__What you are asked to do__.
Among the records, which lines hold the word "filter"? Pick them out.

__Given records__.
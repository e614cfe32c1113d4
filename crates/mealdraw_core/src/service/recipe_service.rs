//! Recipe browse and detail use-cases.

use crate::filter::search_recipes;
use crate::model::catalog::{CatalogId, Recipe};
use crate::repo::catalog_repo::{CatalogRepository, RecipeOrder};
use crate::repo::{RepoError, RepoResult};

/// Browse-list result envelope.
#[derive(Debug, Clone, PartialEq)]
pub struct RecipeListResult {
    /// Recipes sorted by id, newest first.
    pub items: Vec<Recipe>,
    /// Normalized search term that produced `items`, if any.
    pub search_term: Option<String>,
}

pub struct RecipeService<C: CatalogRepository> {
    catalog: C,
}

impl<C: CatalogRepository> RecipeService<C> {
    pub fn new(catalog: C) -> Self {
        Self { catalog }
    }

    /// Lists every recipe, optionally narrowed by a title/tag keyword.
    pub fn list_recipes(&self, search: Option<&str>) -> RepoResult<RecipeListResult> {
        let recipes = self.catalog.list_recipes(RecipeOrder::IdDesc)?;
        let term = search
            .map(|value| value.trim().to_lowercase())
            .filter(|value| !value.is_empty());

        let Some(term) = term else {
            return Ok(RecipeListResult {
                items: recipes,
                search_term: None,
            });
        };

        let items = search_recipes(&recipes, &term).into_iter().cloned().collect();
        Ok(RecipeListResult {
            items,
            search_term: Some(term),
        })
    }

    /// Loads one recipe, failing with `NotFound` for unknown ids.
    pub fn get_recipe(&self, id: CatalogId) -> RepoResult<Recipe> {
        self.catalog
            .get_recipe(id)?
            .ok_or_else(|| RepoError::NotFound {
                table: "recipes",
                id: id.to_string(),
            })
    }
}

__Answer box__.
use crate::filter::search_recipes;
            .filter(|value| !value.is_empty());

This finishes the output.